O jornal Público publicou um artigo muito interessante sobre os castrados em nome da arte do canto que se praticou na Europa cristã e em Portugal no século XVIII.O trabalho tem a assinatura de Cristina Fernandes.

Ela conta-nos, e vou reproduzindo algumas partes desse texto, que no período barroco os homens castrados dominaram nos principais palcos europeus e deliciavam com os seus cantos e vozes especiais as cortes dos reis, as igrejas e os teatros.

Em Portugal haveria muitos cantores castrados italianos ao serviço dos teatros e da Capela Real e Patriarcal no século XVIII. Menos conhecido será o facto de também terem existido castrati portugueses e de que essa prática desumana em prol da arte do canto e do eventual êxito de uma carreira futura também ocorreu entre nós.

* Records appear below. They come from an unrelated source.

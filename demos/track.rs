//! Builds a waypoint graph and steers a probe around it.
//!
//! Run: cargo run --bin waygraph-track [markers.json]
//!
//! The optional file holds a JSON array of markers. Without one, a random
//! oval circuit with a shortcut across one bend is generated.

use std::error::Error;
use std::f64::consts::TAU;

use rand::rngs::StdRng;
use rand::{RngExt, SeedableRng};
use waygraph::{
    AlwaysVisible, DebugMode, Direction, LookupMode, MarkerStatus, NodeHandle, Traversal,
    WaypointGraph,
};
use waygraph_core::{Marker, Vec3};

const OVAL_MARKERS: u32 = 24;

fn main() -> Result<(), Box<dyn Error>> {
    let markers = match std::env::args().nth(1) {
        Some(path) => {
            let text = std::fs::read_to_string(&path)?;
            serde_json::from_str::<Vec<Marker>>(&text)?
        }
        None => oval(&mut StdRng::seed_from_u64(7)),
    };

    let mut graph = WaypointGraph::new();
    let report = graph.build(&markers)?;
    println!(
        "{} markers -> {} waypoints, {} edges",
        markers.len(),
        report.nodes,
        report.edges
    );
    for warning in &report.warnings {
        println!("warning: {warning}");
    }
    println!("circuit length: {}", graph.circuit_length());

    let view = graph.debug_view(&markers, DebugMode::Next, None);
    let unlinked = view
        .markers
        .iter()
        .filter(|m| m.status != MarkerStatus::Linked)
        .count();
    println!("{} edge lines, {unlinked} markers not fully linked", view.lines.len());

    if let Some(at) = graph.best_node_for_entity(Vec3::ZERO, &AlwaysVisible) {
        println!("an entity at the origin counts as at waypoint {}", label(&graph, at));
    }

    let start = graph.find_node_for_marker(1, LookupMode::Graph);
    let (Some(start), Some(finish)) = (start, graph.finish_node()) else {
        return Ok(());
    };
    for traversal in [Traversal::NoShortcuts, Traversal::AllEnabled] {
        let trace = steer(&mut graph, start, finish, traversal);
        let ids: Vec<_> = trace.iter().map(|&n| label(&graph, n)).collect();
        println!("{traversal:?}: {}", ids.join(" -> "));
    }

    Ok(())
}

/// Follow next hops from `start` until `finish`, at most one lap's worth.
fn steer(
    graph: &mut WaypointGraph,
    start: NodeHandle,
    finish: NodeHandle,
    traversal: Traversal,
) -> Vec<NodeHandle> {
    let mut trace = vec![start];
    let mut current = start;
    while current != finish && trace.len() <= graph.node_count() {
        match graph.next_hop(current, finish, traversal, Direction::Forward) {
            Some(next) => {
                trace.push(next);
                current = next;
            }
            None => break,
        }
    }
    trace
}

fn label(graph: &WaypointGraph, node: NodeHandle) -> String {
    match graph.node(node) {
        Some(w) if w.is_shortcut() => format!("{}*", w.id()),
        Some(w) => w.id().to_string(),
        None => "?".to_string(),
    }
}

/// A jittered oval of waypoints with a shortcut cutting across the bend
/// between waypoints 4 and 8.
fn oval(rng: &mut StdRng) -> Vec<Marker> {
    let (rx, ry) = (4096.0, 2048.0);
    let mut markers: Vec<_> = (0..OVAL_MARKERS)
        .map(|i| {
            let angle = TAU * f64::from(i) / f64::from(OVAL_MARKERS);
            let jitter = rng.random_range(0.9..1.1);
            let position = Vec3::new(rx * jitter * angle.cos(), ry * jitter * angle.sin(), 0.0);
            let marker = Marker::new(i, position).with_next((i + 1) % OVAL_MARKERS);
            if i == 0 { marker.finish_line() } else { marker }
        })
        .collect();

    // A second waypoint 5, inside the bend, leading straight to 8.
    let inside = markers[6].position * 0.6;
    markers.push(Marker::new(5, inside).with_next(8).shortcut());
    markers
}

O culto da beleza vocal sobrepunha-se à crueldade da operação a que os jovens cantores do sexo masculino eram submetidos antes da puberdade no intuito de preservar o registo vocal agudo das crianças durante a vida adulta. Impedia-se assim o desenvolvimento da laringe e das cordas vocais, mas não o crescimento do resto do corpo e da caixa torácica, o que permitiria sustentar notas longas por muito tempo. A visibilidade dos castrati como superestrelas da ópera faz por vezes esquecer que as suas primeiras funções se encontram ligadas à música sacra. A Capela Sistina empregava-os pelo menos desde meados do século XVI, o mesmo acontecendo com algumas catedrais espanholas ou com a capela da corte de Munique no tempo de Orlando di Lassus. Mesmo num país como a França, cuja tradição operária era alheia a esta prática, eram contratados castrati para a Capela Real de Versalhes nos meados dos séculos VII e XVIII.

Em Portugal o uso de castrati na música religiosa e na ópera encontra-se documentado a partir do reinado de D. João V. A importação regular de cantores italianos (cerca de 140 entre 1750 e 1807), dos quais dezenas eram castrati, prosseguiu nos reinados de D. José e D. Maria I e durante a regência de D. João VI. E quando a corte se transferiu para o Brasil em 1807, na sequência das invasões francesas, o Príncipe Regente continuou a contar com castrati na Capela Real do Rio de Janeiro.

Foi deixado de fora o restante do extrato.